The last months, Iv'e started to feel almost bohemic. Not that I live in a attic in Paris and drink cheap red wine. But I do sleep on a matress in a house I share with two, sometimes four other people. I have almost no money, just enough for rent and internet. I'm unemployed and have not been grocery shopping since June. And today I spent my last money on alcohol and art supplies. Until two weeks ago I got by on the money front by getting back loans from people. I got back money from one friend that I could pay the internet with and so on. Now I'm even out of that kind of favours. It's no joke when I say that I like friends that by me food or invite me for dinner. Because the sad truth is that I don't know if I would eat anything at all otherwise.
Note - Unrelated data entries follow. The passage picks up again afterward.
//! Single-hop conversions and explicit conversion chains.
//!
//! A single hop converts a value between two units of one [`Category`]:
//! either a physical [`Quantity`] (linear scaling through the standard unit)
//! or a named commodity (a registered material-specific factor).
//!
//! Conversions that need more than one hop, such as gallons of diesel to
//! megajoules, are expressed as a [`ConversionPath`]. Each hop is applied in
//! order and recorded as a [`ProvenanceStep`] so that every converted value
//! can be traced back to the factors that produced it.
//!
//! # Example
//!
//! ```
//! use biomac_core::units::{Category, ConversionPath, Hop, Quantity, UNIT_REGISTRY};
//!
//! let path = ConversionPath::new(vec![
//!     Hop::new(Category::commodity("Diesel"), "gal", "Btu"),
//!     Hop::new(Category::Quantity(Quantity::Energy), "Btu", "MJ"),
//! ])
//! .unwrap();
//! let converted = UNIT_REGISTRY.convert_path(1.0, &path).unwrap();
//! assert_eq!(converted.unit, "MJ");
//! assert_eq!(converted.steps.len(), 2);
//! ```

use super::registry::{canonical_symbol, Quantity, UnitRegistry};
use crate::errors::{BiomacError, BiomacResult};
use serde::{Deserialize, Serialize};
use std::fmt;

/// What a conversion factor depends on.
#[derive(Debug, Clone, PartialEq, Eq, Hash, PartialOrd, Ord, Serialize, Deserialize)]
pub enum Category {
    /// Any two units of the quantity convert by linear scaling.
    Quantity(Quantity),
    /// A material-specific factor such as a bushel weight or a heating value.
    Commodity(String),
}

impl Category {
    pub fn commodity(name: impl Into<String>) -> Self {
        Self::Commodity(name.into())
    }
}

impl fmt::Display for Category {
    fn fmt(&self, f: &mut fmt::Formatter<'_>) -> fmt::Result {
        match self {
            Self::Quantity(quantity) => write!(f, "{quantity}"),
            Self::Commodity(name) => write!(f, "commodity '{name}'"),
        }
    }
}

/// Result of a single conversion.
///
/// When no factor is known, `value` and `unit` are the inputs unchanged and
/// `harmonized` is false.
#[derive(Debug, Clone, PartialEq)]
pub struct Converted {
    pub value: f64,
    pub unit: String,
    pub harmonized: bool,
}

/// One step of a conversion chain.
#[derive(Debug, Clone, PartialEq, Eq, Serialize, Deserialize)]
pub struct Hop {
    pub category: Category,
    pub from: String,
    pub to: String,
}

impl Hop {
    pub fn new(category: Category, from: &str, to: &str) -> Self {
        Self {
            category,
            from: canonical_symbol(from.trim()).to_string(),
            to: canonical_symbol(to.trim()).to_string(),
        }
    }
}

/// A hop that was applied, with the factor used.
#[derive(Debug, Clone, PartialEq, Serialize, Deserialize)]
pub struct ProvenanceStep {
    pub category: Category,
    pub from: String,
    pub to: String,
    pub factor: f64,
}

/// An ordered chain of hops where each hop starts at the unit the previous
/// one ended at.
#[derive(Debug, Clone, PartialEq, Eq)]
pub struct ConversionPath {
    hops: Vec<Hop>,
}

impl ConversionPath {
    /// Builds a chain, checking that consecutive hops connect.
    pub fn new(hops: Vec<Hop>) -> BiomacResult<Self> {
        for (index, pair) in hops.windows(2).enumerate() {
            if pair[0].to != pair[1].from {
                return Err(BiomacError::BrokenConversionChain {
                    index: index + 1,
                    expected: pair[0].to.clone(),
                    found: pair[1].from.clone(),
                });
            }
        }
        Ok(Self { hops })
    }

    pub fn single(hop: Hop) -> Self {
        Self { hops: vec![hop] }
    }

    #[must_use]
    pub fn hops(&self) -> &[Hop] {
        &self.hops
    }

    #[must_use]
    pub fn from_unit(&self) -> Option<&str> {
        self.hops.first().map(|hop| hop.from.as_str())
    }

    #[must_use]
    pub fn to_unit(&self) -> Option<&str> {
        self.hops.last().map(|hop| hop.to.as_str())
    }

    /// The same chain walked backwards.
    #[must_use]
    pub fn inverse(&self) -> Self {
        Self {
            hops: self
                .hops
                .iter()
                .rev()
                .map(|hop| Hop {
                    category: hop.category.clone(),
                    from: hop.to.clone(),
                    to: hop.from.clone(),
                })
                .collect(),
        }
    }
}

/// A value converted through a chain, with its provenance trail.
#[derive(Debug, Clone, PartialEq)]
pub struct ChainedConversion {
    pub value: f64,
    pub unit: String,
    pub steps: Vec<ProvenanceStep>,
}

impl ChainedConversion {
    /// Product of the factors of every applied hop.
    #[must_use]
    pub fn factor(&self) -> f64 {
        self.steps.iter().map(|step| step.factor).product()
    }
}

/// The hop of a chain for which no factor is registered.
#[derive(Debug, Clone, PartialEq, Eq)]
pub struct UnmappedHop {
    pub index: usize,
    pub hop: Hop,
}

impl fmt::Display for UnmappedHop {
    fn fmt(&self, f: &mut fmt::Formatter<'_>) -> fmt::Result {
        write!(
            f,
            "no {} factor from '{}' to '{}' (hop {})",
            self.hop.category, self.hop.from, self.hop.to, self.index
        )
    }
}

impl UnitRegistry {
    /// Factor of a single hop, `None` when nothing is registered.
    #[must_use]
    pub fn factor(&self, category: &Category, from: &str, to: &str) -> Option<f64> {
        match category {
            Category::Quantity(quantity) => self.quantity_factor(*quantity, from, to),
            Category::Commodity(name) => self.commodity_factor(name, from, to),
        }
    }

    /// Converts a value between two units of one category.
    ///
    /// A miss returns the input unchanged with `harmonized` false.
    #[must_use]
    pub fn convert(&self, category: &Category, value: f64, from: &str, to: &str) -> Converted {
        match self.factor(category, from, to) {
            Some(factor) => Converted {
                value: value * factor,
                unit: canonical_symbol(to.trim()).to_string(),
                harmonized: true,
            },
            None => Converted {
                value,
                unit: from.to_string(),
                harmonized: false,
            },
        }
    }

    /// Applies every hop of a chain in order.
    pub fn convert_path(
        &self,
        value: f64,
        path: &ConversionPath,
    ) -> Result<ChainedConversion, UnmappedHop> {
        let mut current = value;
        let mut steps = Vec::with_capacity(path.hops.len());
        for (index, hop) in path.hops.iter().enumerate() {
            let factor = self
                .factor(&hop.category, &hop.from, &hop.to)
                .ok_or_else(|| UnmappedHop {
                    index,
                    hop: hop.clone(),
                })?;
            current *= factor;
            steps.push(ProvenanceStep {
                category: hop.category.clone(),
                from: hop.from.clone(),
                to: hop.to.clone(),
                factor,
            });
        }
        let unit = path
            .to_unit()
            .map(str::to_string)
            .unwrap_or_default();
        Ok(ChainedConversion {
            value: current,
            unit,
            steps,
        })
    }

    /// Builds the chain that converts a quantity of `fuel` expressed in
    /// `from` into the energy unit `to`.
    ///
    /// Energy units convert directly. Volume or mass units go through the
    /// fuel's heating value, scaling to the heating value's denominator unit
    /// first and from its numerator unit afterwards when needed.
    #[must_use]
    pub fn energy_path(&self, fuel: &str, from: &str, to: &str) -> Option<ConversionPath> {
        let energy = Category::Quantity(Quantity::Energy);
        let from_quantity = self.quantity_of(from)?;
        if self.quantity_of(to)? != Quantity::Energy {
            return None;
        }
        if from_quantity == Quantity::Energy {
            return Some(ConversionPath::single(Hop::new(energy, from, to)));
        }

        let heating_value = self.heating_value(fuel)?;
        let per_unit = heating_value.unit.denominator()?;
        let energy_unit = heating_value.unit.numerator();
        if self.quantity_of(per_unit)? != from_quantity {
            return None;
        }

        let mut hops = Vec::with_capacity(3);
        if canonical_symbol(from) != per_unit {
            hops.push(Hop::new(Category::Quantity(from_quantity), from, per_unit));
        }
        hops.push(Hop::new(Category::commodity(fuel), per_unit, energy_unit));
        if canonical_symbol(to) != energy_unit {
            hops.push(Hop::new(energy, energy_unit, to));
        }
        ConversionPath::new(hops).ok()
    }
}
One part of that has to do with the money situation and the other with the medication I'm on. I'm hardly ever hungry nowadays. Last weekend I went over 50hrs without food. Yesterday I ate half a can of green beans and two eggs, for the whole day. I'm even too fucking poor to visit my girlfriend in Kristinehamn! I can't even afford the fucking bus fee there and back again. No, it's no a fun situation, and no, I'm not trying to brag about it or make people feel sorry for me. I'm just so fucking frustrated that i don't know what to do. I can't even get money from the goverment. I feel ill when I start to think about rent because there's always a risk I cant afford it. My medication's not working. I feel like there's no help to get. I feel like I lost my chance to have a full life, an adult life with work and income. It feels like I'm sinking to the bottom of a black hole. Maybe a grave. i hang out with friends, role play, party and do alot of fun things. But the truth is that I'm in a slump, waiting for each day to end so I have one day less to live.